## EXERCISE DIRECTIONS
The reply must reproduce each line below exactly.

━━━━━ DATA EXTRACTS ━━━━━

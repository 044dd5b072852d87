//! Gateway command dispatcher.
//!
//! Every call opens its own stream session; nothing is reused or multiplexed
//! across requests, and nothing is retried. A retried HTTP request therefore
//! becomes a fresh event with a fresh `aggregate_id`.

use std::sync::Arc;
use std::time::Duration;

use async_trait::async_trait;
use tonic::transport::{Channel, Endpoint};
use tracing::{Instrument, info, info_span, warn};
use userhub_core::clock::Clock;
use userhub_core::event::{AggregateType, EventEnvelope, EventName, ReplyEnvelope};
use uuid::Uuid;

use crate::EventRelayClient;
use crate::codec;
use crate::error::RelayError;
use crate::outcome::{DispatchOutcome, map_reply};
use crate::session::StreamSession;

/// One mutating intent to relay to the worker.
#[derive(Debug, Clone, PartialEq, Eq)]
pub struct DispatchCommand {
    /// What to do.
    pub event_name: EventName,
    /// Target user; `None` on create.
    pub internal_id: Option<Uuid>,
    /// Raw JSON request payload.
    pub payload: Vec<u8>,
}

/// Relays a command and returns the worker's reply.
#[async_trait]
pub trait CommandDispatcher: Send + Sync {
    /// Sends `command` as one event and waits for its one reply.
    async fn dispatch(&self, command: DispatchCommand) -> Result<ReplyEnvelope, RelayError>;
}

/// Relays `command` and resolves the result to exactly one outcome.
pub async fn dispatch_command(
    dispatcher: &dyn CommandDispatcher,
    command: DispatchCommand,
) -> DispatchOutcome {
    let event_name = command.event_name;
    let result = dispatcher.dispatch(command).await;
    if let Err(err) = &result {
        warn!(event_name = event_name.as_str(), error = %err, "relay exchange failed");
    }
    map_reply(event_name, result)
}

/// Where and how to reach the worker.
#[derive(Debug, Clone)]
pub struct RelayClientConfig {
    /// Worker URI, e.g. `http://127.0.0.1:50051`.
    pub endpoint: String,
    /// Bound on establishing the TCP/HTTP2 connection.
    pub connect_timeout: Duration,
}

/// Dispatcher backed by the `EventRelay` gRPC service.
#[derive(Clone)]
pub struct GrpcCommandDispatcher {
    client: EventRelayClient<Channel>,
    clock: Arc<dyn Clock>,
}

impl GrpcCommandDispatcher {
    /// Builds a dispatcher whose channel connects on first use, so the
    /// gateway can start before the worker.
    ///
    /// # Errors
    ///
    /// Returns `RelayError::Connect` if the endpoint URI is invalid.
    pub fn connect_lazy(config: &RelayClientConfig, clock: Arc<dyn Clock>) -> Result<Self, RelayError> {
        let channel = Endpoint::from_shared(config.endpoint.clone())
            .map_err(|e| RelayError::Connect(format!("invalid worker endpoint: {e}")))?
            .connect_timeout(config.connect_timeout)
            .connect_lazy();

        Ok(Self {
            client: EventRelayClient::new(channel),
            clock,
        })
    }

    async fn exchange(&self, envelope: &EventEnvelope) -> Result<ReplyEnvelope, RelayError> {
        let mut client = self.client.clone();
        let mut session = StreamSession::open(&mut client).await?;
        session.send(codec::encode_event(envelope)).await?;
        let response = session.receive().await?;
        session.close();

        let reply = codec::decode_reply(response);
        let expected = envelope.aggregate_id.to_string();
        if !reply.correlation_id.is_empty() && reply.correlation_id != expected {
            return Err(RelayError::CorrelationMismatch {
                expected,
                actual: reply.correlation_id,
            });
        }
        Ok(reply)
    }
}

#[async_trait]
impl CommandDispatcher for GrpcCommandDispatcher {
    async fn dispatch(&self, command: DispatchCommand) -> Result<ReplyEnvelope, RelayError> {
        let envelope = EventEnvelope {
            aggregate_id: Uuid::new_v4(),
            aggregate_type: AggregateType::User,
            event_name: command.event_name,
            event_data: command.payload,
            event_date: self.clock.unix_seconds(),
            internal_id: command.internal_id,
        };

        let span = info_span!(
            "relay_dispatch",
            aggregate_id = %envelope.aggregate_id,
            event_name = envelope.event_name.as_str(),
        );
        async {
            info!("dispatching event");
            let reply = self.exchange(&envelope).await?;
            info!(status_code = reply.status_code, "reply received");
            Ok(reply)
        }
        .instrument(span)
        .await
    }
}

━━━━━

## ANSWER BOX
repository 044dd5b072852d87
//! Gateway command dispatcher.
//!
//! Every call opens its own stream session; nothing is reused or multiplexed
//! across requests, and nothing is retried. A retried HTTP request therefore
//! becomes a fresh event with a fresh `aggregate_id`.

use std::sync::Arc;
use std::time::Duration;

use async_trait::async_trait;
use tonic::transport::{Channel, Endpoint};
use tracing::{Instrument, info, info_span, warn};
use userhub_core::clock::Clock;
use userhub_core::event::{AggregateType, EventEnvelope, EventName, ReplyEnvelope};
use uuid::Uuid;

use crate::EventRelayClient;
use crate::codec;
use crate::error::RelayError;
use crate::outcome::{DispatchOutcome, map_reply};
use crate::session::StreamSession;

/// One mutating intent to relay to the worker.
#[derive(Debug, Clone, PartialEq, Eq)]
pub struct DispatchCommand {
    /// What to do.
    pub event_name: EventName,
    /// Target user; `None` on create.
    pub internal_id: Option<Uuid>,
    /// Raw JSON request payload.
    pub payload: Vec<u8>,
}

/// Relays a command and returns the worker's reply.
#[async_trait]
pub trait CommandDispatcher: Send + Sync {
    /// Sends `command` as one event and waits for its one reply.
    async fn dispatch(&self, command: DispatchCommand) -> Result<ReplyEnvelope, RelayError>;
}

/// Relays `command` and resolves the result to exactly one outcome.
pub async fn dispatch_command(
    dispatcher: &dyn CommandDispatcher,
    command: DispatchCommand,
) -> DispatchOutcome {
    let event_name = command.event_name;
    let result = dispatcher.dispatch(command).await;
    if let Err(err) = &result {
        warn!(event_name = event_name.as_str(), error = %err, "relay exchange failed");
    }
    map_reply(event_name, result)
}

/// Where and how to reach the worker.
#[derive(Debug, Clone)]
pub struct RelayClientConfig {
    /// Worker URI, e.g. `http://127.0.0.1:50051`.
    pub endpoint: String,
    /// Bound on establishing the TCP/HTTP2 connection.
    pub connect_timeout: Duration,
}

/// Dispatcher backed by the `EventRelay` gRPC service.
#[derive(Clone)]
pub struct GrpcCommandDispatcher {
    client: EventRelayClient<Channel>,
    clock: Arc<dyn Clock>,
}

impl GrpcCommandDispatcher {
    /// Builds a dispatcher whose channel connects on first use, so the
    /// gateway can start before the worker.
    ///
    /// # Errors
    ///
    /// Returns `RelayError::Connect` if the endpoint URI is invalid.
    pub fn connect_lazy(config: &RelayClientConfig, clock: Arc<dyn Clock>) -> Result<Self, RelayError> {
        let channel = Endpoint::from_shared(config.endpoint.clone())
            .map_err(|e| RelayError::Connect(format!("invalid worker endpoint: {e}")))?
            .connect_timeout(config.connect_timeout)
            .connect_lazy();

        Ok(Self {
            client: EventRelayClient::new(channel),
            clock,
        })
    }

    async fn exchange(&self, envelope: &EventEnvelope) -> Result<ReplyEnvelope, RelayError> {
        let mut client = self.client.clone();
        let mut session = StreamSession::open(&mut client).await?;
        session.send(codec::encode_event(envelope)).await?;
        let response = session.receive().await?;
        session.close();

        let reply = codec::decode_reply(response);
        let expected = envelope.aggregate_id.to_string();
        if !reply.correlation_id.is_empty() && reply.correlation_id != expected {
            return Err(RelayError::CorrelationMismatch {
                expected,
                actual: reply.correlation_id,
            });
        }
        Ok(reply)
    }
}

#[async_trait]
impl CommandDispatcher for GrpcCommandDispatcher {
    async fn dispatch(&self, command: DispatchCommand) -> Result<ReplyEnvelope, RelayError> {
        let envelope = EventEnvelope {
            aggregate_id: Uuid::new_v4(),
            aggregate_type: AggregateType::User,
            event_name: command.event_name,
            event_data: command.payload,
            event_date: self.clock.unix_seconds(),
            internal_id: command.internal_id,
        };

        let span = info_span!(
            "relay_dispatch",
            aggregate_id = %envelope.aggregate_id,
            event_name = envelope.event_name.as_str(),
        );
        async {
            info!("dispatching event");
            let reply = self.exchange(&envelope).await?;
            info!(status_code = reply.status_code, "reply received");
            Ok(reply)
        }
        .instrument(span)
        .await
    }
}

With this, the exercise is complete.